Aim of the exercise
An exact reproduction of every record is required.
** Supplied material follows **
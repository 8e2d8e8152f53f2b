//! Slug generation for paths and headings.

use std::collections::{HashMap, HashSet};

use unicode_normalization::UnicodeNormalization;

use crate::ExtractError;

/// Convert one path segment to a URL-safe slug.
///
/// Applies NFKD, strips combining diacritics, drops everything except
/// letters, numbers, whitespace, `_` and `-`, lowercases, and joins the
/// remaining words with single dashes. May return an empty string.
///
/// # Examples
///
/// ```
/// use dg_markdown::slugify;
///
/// assert_eq!(slugify("Getting Started!"), "getting-started");
/// assert_eq!(slugify("Café_Guide"), "cafe-guide");
/// ```
#[must_use]
pub fn slugify(value: &str) -> String {
    let lowered = value
        .nfkd()
        .filter(|c| !('\u{0300}'..='\u{036f}').contains(c))
        .filter(|c| c.is_alphanumeric() || c.is_whitespace() || matches!(c, '_' | '-'))
        .collect::<String>()
        .to_lowercase();

    let mut slug = String::with_capacity(lowered.len());
    let mut pending_dash = false;
    for c in lowered.chars() {
        if c.is_whitespace() || c == '_' || c == '-' {
            pending_dash = true;
            continue;
        }
        if pending_dash && !slug.is_empty() {
            slug.push('-');
        }
        pending_dash = false;
        slug.push(c);
    }
    slug
}

/// GitHub-style heading anchor.
///
/// Lowercases, removes punctuation and symbols, and turns every space into a
/// dash. Runs of spaces are not collapsed.
#[must_use]
pub fn heading_slug(text: &str) -> String {
    text.to_lowercase()
        .chars()
        .filter_map(|c| match c {
            ' ' => Some('-'),
            '-' | '_' => Some(c),
            c if c.is_alphanumeric() => Some(c),
            _ => None,
        })
        .collect()
}

/// Issues unique heading ids within one document.
///
/// The first heading with a given base slug gets the base; later ones get
/// `-2`, `-3`, ... A suffixed id can still collide with a literal heading
/// (`Foo` twice, then `Foo 2`), which is reported as an error.
#[derive(Debug, Default)]
pub struct HeadingSlugger {
    occurrences: HashMap<String, usize>,
    issued: HashSet<String>,
}

impl HeadingSlugger {
    #[must_use]
    pub fn new() -> Self {
        Self::default()
    }

    /// Issue the id for a heading with the given text.
    pub fn slug(&mut self, text: &str) -> Result<String, ExtractError> {
        let base = heading_slug(text);
        let count = self.occurrences.entry(base.clone()).or_default();
        *count += 1;
        let id = match *count {
            1 => base,
            n => format!("{base}-{n}"),
        };

        if !self.issued.insert(id.clone()) {
            return Err(ExtractError::DuplicateHeadingId { id });
        }
        Ok(id)
    }
}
** End of Supplied material **
Solution to this task
repository 8e2d8e8152f53f2b
//! Slug generation for paths and headings.

use std::collections::{HashMap, HashSet};

use unicode_normalization::UnicodeNormalization;

use crate::ExtractError;

/// Convert one path segment to a URL-safe slug.
///
/// Applies NFKD, strips combining diacritics, drops everything except
/// letters, numbers, whitespace, `_` and `-`, lowercases, and joins the
/// remaining words with single dashes. May return an empty string.
///
/// # Examples
///
/// ```
/// use dg_markdown::slugify;
///
/// assert_eq!(slugify("Getting Started!"), "getting-started");
/// assert_eq!(slugify("Café_Guide"), "cafe-guide");
/// ```
#[must_use]
pub fn slugify(value: &str) -> String {
    let lowered = value
        .nfkd()
        .filter(|c| !('\u{0300}'..='\u{036f}').contains(c))
        .filter(|c| c.is_alphanumeric() || c.is_whitespace() || matches!(c, '_' | '-'))
        .collect::<String>()
        .to_lowercase();

    let mut slug = String::with_capacity(lowered.len());
    let mut pending_dash = false;
    for c in lowered.chars() {
        if c.is_whitespace() || c == '_' || c == '-' {
            pending_dash = true;
            continue;
        }
        if pending_dash && !slug.is_empty() {
            slug.push('-');
        }
        pending_dash = false;
        slug.push(c);
    }
    slug
}

/// GitHub-style heading anchor.
///
/// Lowercases, removes punctuation and symbols, and turns every space into a
/// dash. Runs of spaces are not collapsed.
#[must_use]
pub fn heading_slug(text: &str) -> String {
    text.to_lowercase()
        .chars()
        .filter_map(|c| match c {
            ' ' => Some('-'),
            '-' | '_' => Some(c),
            c if c.is_alphanumeric() => Some(c),
            _ => None,
        })
        .collect()
}

/// Issues unique heading ids within one document.
///
/// The first heading with a given base slug gets the base; later ones get
/// `-2`, `-3`, ... A suffixed id can still collide with a literal heading
/// (`Foo` twice, then `Foo 2`), which is reported as an error.
#[derive(Debug, Default)]
pub struct HeadingSlugger {
    occurrences: HashMap<String, usize>,
    issued: HashSet<String>,
}

impl HeadingSlugger {
    #[must_use]
    pub fn new() -> Self {
        Self::default()
    }

    /// Issue the id for a heading with the given text.
    pub fn slug(&mut self, text: &str) -> Result<String, ExtractError> {
        let base = heading_slug(text);
        let count = self.occurrences.entry(base.clone()).or_default();
        *count += 1;
        let id = match *count {
            1 => base,
            n => format!("{base}-{n}"),
        };

        if !self.issued.insert(id.clone()) {
            return Err(ExtractError::DuplicateHeadingId { id });
        }
        Ok(id)
    }
}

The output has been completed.